● RECORDS TO USE:
◇ ◇ ◇ ◇ ◇ ◇ ◇
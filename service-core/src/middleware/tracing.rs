use axum::http::HeaderValue;
use axum::{extract::Request, middleware::Next, response::Response};
use tracing::Instrument;
use uuid::Uuid;

pub const REQUEST_ID_HEADER: &str = "x-request-id";

/// Ensure every request carries an `x-request-id`, echo it on the response and
/// run the handler inside a span tagged with it.
pub async fn request_id_middleware(mut req: Request, next: Next) -> Response {
    let request_id = req
        .headers()
        .get(REQUEST_ID_HEADER)
        .and_then(|h| h.to_str().ok())
        .map(|s| s.to_string())
        .unwrap_or_else(|| Uuid::new_v4().to_string());

    if let Ok(header_value) = HeaderValue::from_str(&request_id) {
        req.headers_mut().insert(REQUEST_ID_HEADER, header_value);
    }

    let span = tracing::info_span!(
        "http_request",
        request_id = %request_id,
        method = %req.method(),
        path = %req.uri().path(),
    );

    let mut response = next.run(req).instrument(span).await;

    if let Ok(header_value) = HeaderValue::from_str(&request_id) {
        response
            .headers_mut()
            .insert(REQUEST_ID_HEADER, header_value);
    }

    response
}
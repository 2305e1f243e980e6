//! gRPC utilities shared by the services.
//!
//! Errors become `tonic::Status` through [`IntoStatus`]; the interceptors
//! carry trace context and request ids into handler extensions.

pub mod error;
pub mod interceptors;

pub use error::{GrpcResult, IntoStatus, into_response};
pub use interceptors::{
    REQUEST_ID_KEY, TRACEPARENT_KEY, extract_request_id, extract_traceparent,
    trace_context_interceptor,
};

// Re-export commonly used tonic types
pub use tonic::{Code, Request, Response, Status};
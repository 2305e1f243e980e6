//! Derived financial fields.
//!
//! Every function here is pure: same inputs, same output, no store access.
//! Stored aggregates are never trusted; `derive_metrics` recomputes stock,
//! sales and profit from the raw sale events each time a record is read.

use super::error::{Field, ValidationError};
use crate::models::{GiftCategory, NewDailySale, RecordDetails, RecordInputs, SaleEvent};
use rust_decimal::Decimal;

/// Largest money amount a single field may carry.
pub const MAX_AMOUNT: Decimal = Decimal::from_parts(0xD4A5_1000, 0xE8, 0, false, 0);

/// Largest quantity, stock threshold or sale size.
pub const MAX_QUANTITY: i64 = 1_000_000_000;

/// Values computed from a record's inputs and its sale events.
#[derive(Debug, Clone, PartialEq, Eq)]
pub struct DerivedMetrics {
    pub units_sold: i64,
    /// Product modules only.
    pub stock: Option<i64>,
    /// Product modules with a selling price only. May be negative.
    pub profit_per_unit: Option<Decimal>,
    pub sales: Decimal,
    pub cost_basis: Decimal,
    pub profit: Decimal,
    /// Quotation-based services only. Negative means overpaid.
    pub balance: Option<Decimal>,
    pub is_low_stock: bool,
}

// Reads never fail: bounded inputs cannot overflow, and rows that predate
// the bounds saturate instead of panicking.

pub fn profit_per_unit(rate: Decimal, selling_price: Decimal) -> Decimal {
    selling_price.saturating_sub(rate)
}

pub fn stock(initial_quantity: i64, units_sold: i64) -> i64 {
    initial_quantity.saturating_sub(units_sold)
}

pub fn is_low_stock(stock: i64, threshold: i64) -> bool {
    stock <= threshold
}

pub fn line_profit(sales: Decimal, cost_basis: Decimal, expenditure: Decimal) -> Decimal {
    sales.saturating_sub(cost_basis).saturating_sub(expenditure)
}

pub fn balance(quotation: Decimal, deposit: Decimal) -> Decimal {
    quotation.saturating_sub(deposit)
}

/// `quantity × amount`, saturating at the decimal range.
pub fn extend(amount: Decimal, quantity: i64) -> Decimal {
    amount.saturating_mul(Decimal::from(quantity))
}

/// Reject inputs a user could not have meant. Fields are checked in form
/// order and the first violation is returned.
pub fn validate_inputs(inputs: &RecordInputs) -> Result<(), ValidationError> {
    if inputs.name.trim().is_empty() {
        return Err(ValidationError::Empty(Field::Name));
    }
    quantity_in_range(Field::Quantity, inputs.quantity)?;
    non_negative(Field::Rate, inputs.rate)?;

    match &inputs.details {
        RecordDetails::Stationery { selling_price } => {
            required_non_negative(Field::SellingPrice, *selling_price)?;
        }
        RecordDetails::GiftStore {
            category,
            selling_price,
        } => {
            if let GiftCategory::Custom(label) = category {
                if label.trim().is_empty() {
                    return Err(ValidationError::Empty(Field::CustomCategory));
                }
            }
            required_non_negative(Field::SellingPrice, *selling_price)?;
        }
        RecordDetails::Machines { .. } => {}
        RecordDetails::Embroidery { quotation, deposit }
        | RecordDetails::ArtServices { quotation, deposit } => {
            required_non_negative(Field::Quotation, *quotation)?;
            non_negative(Field::Deposit, *deposit)?;
        }
    }

    non_negative(Field::Expenditure, inputs.expenditure)?;
    quantity_in_range(Field::LowStockThreshold, inputs.low_stock_threshold)
}

/// A quantity update may not drop below what has already been sold.
pub fn check_quantity_covers_sales(quantity: i64, units_sold: i64) -> Result<(), ValidationError> {
    if quantity < units_sold {
        return Err(ValidationError::BelowUnitsSold {
            quantity,
            sold: units_sold,
        });
    }
    Ok(())
}

/// Check a daily sales book line in column order.
pub fn validate_daily_sale(entry: &NewDailySale) -> Result<(), ValidationError> {
    if entry.item.trim().is_empty() {
        return Err(ValidationError::Empty(Field::Item));
    }
    if entry.quantity <= 0 {
        return Err(ValidationError::NotPositive(Field::Quantity));
    }
    if entry.quantity > MAX_QUANTITY {
        return Err(ValidationError::too_large(Field::Quantity, MAX_QUANTITY));
    }
    if entry.unit.trim().is_empty() {
        return Err(ValidationError::Empty(Field::Unit));
    }
    non_negative(Field::Bpx, entry.bpx)?;
    non_negative(Field::Spx, entry.spx)
}

/// Decide whether a sale of `quantity` units may be recorded.
///
/// Overselling is refused: a sale that would take stock below zero fails with
/// `InsufficientStock` rather than being recorded.
pub fn check_sale(
    inputs: &RecordInputs,
    current_stock: i64,
    quantity: i64,
) -> Result<(), ValidationError> {
    let module = inputs.module();
    if !module.is_product() {
        return Err(ValidationError::SalesNotTracked(module));
    }
    if quantity <= 0 {
        return Err(ValidationError::NotPositive(Field::SaleQuantity));
    }
    if inputs.details.selling_price().is_none() {
        return Err(ValidationError::Missing(Field::SellingPrice));
    }
    if quantity > current_stock {
        return Err(ValidationError::InsufficientStock {
            requested: quantity,
            available: current_stock.max(0),
        });
    }
    Ok(())
}

/// Compute derived fields for one record from the sale events that reference it.
///
/// - Stationery, gift store: sales are the sum of sale lines, cost basis sums
///   each line at the rate in force when it was sold.
/// - Machines: billed per unit of service, `sales = quantity * rate`, no cost basis.
/// - Embroidery, art services: `sales = quotation`, no cost basis.
pub fn derive_metrics<'a, I>(inputs: &RecordInputs, sales: I) -> DerivedMetrics
where
    I: IntoIterator<Item = &'a SaleEvent>,
{
    let module = inputs.module();

    if module.is_product() {
        let (units_sold, revenue, cost_basis) = sales.into_iter().fold(
            (0i64, Decimal::ZERO, Decimal::ZERO),
            |(units, revenue, cost), sale| {
                (
                    units.saturating_add(sale.quantity),
                    revenue.saturating_add(sale.total_amount()),
                    cost.saturating_add(extend(sale.unit_cost, sale.quantity)),
                )
            },
        );
        let stock_left = stock(inputs.quantity, units_sold);

        return DerivedMetrics {
            units_sold,
            stock: Some(stock_left),
            profit_per_unit: inputs
                .details
                .selling_price()
                .map(|price| profit_per_unit(inputs.rate, price)),
            sales: revenue,
            cost_basis,
            profit: line_profit(revenue, cost_basis, inputs.expenditure),
            balance: None,
            is_low_stock: is_low_stock(stock_left, inputs.low_stock_threshold),
        };
    }

    let (revenue, owed) = match &inputs.details {
        RecordDetails::Embroidery { quotation, deposit }
        | RecordDetails::ArtServices { quotation, deposit } => {
            let quotation = quotation.unwrap_or(Decimal::ZERO);
            (quotation, Some(balance(quotation, *deposit)))
        }
        _ => (extend(inputs.rate, inputs.quantity), None),
    };

    DerivedMetrics {
        units_sold: 0,
        stock: None,
        profit_per_unit: None,
        sales: revenue,
        cost_basis: Decimal::ZERO,
        profit: line_profit(revenue, Decimal::ZERO, inputs.expenditure),
        balance: owed,
        is_low_stock: false,
    }
}

fn non_negative(field: Field, value: Decimal) -> Result<(), ValidationError> {
    if value < Decimal::ZERO {
        return Err(ValidationError::negative(field, value));
    }
    if value > MAX_AMOUNT {
        return Err(ValidationError::too_large(field, MAX_AMOUNT));
    }
    Ok(())
}

fn quantity_in_range(field: Field, value: i64) -> Result<(), ValidationError> {
    if value < 0 {
        return Err(ValidationError::negative(field, value));
    }
    if value > MAX_QUANTITY {
        return Err(ValidationError::too_large(field, MAX_QUANTITY));
    }
    Ok(())
}

fn required_non_negative(field: Field, value: Option<Decimal>) -> Result<(), ValidationError> {
    match value {
        Some(v) => non_negative(field, v),
        None => Err(ValidationError::Missing(field)),
    }
}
◇ ◇ ◇ ◇ ◇ ◇ ◇
● TASK:
From the listing above, copy every line where the string "each" is found.

● SOLUTION TO THE EXERCISE:
//! sales and profit from the raw sale events each time a record is read.
///   each line at the rate in force when it was sold.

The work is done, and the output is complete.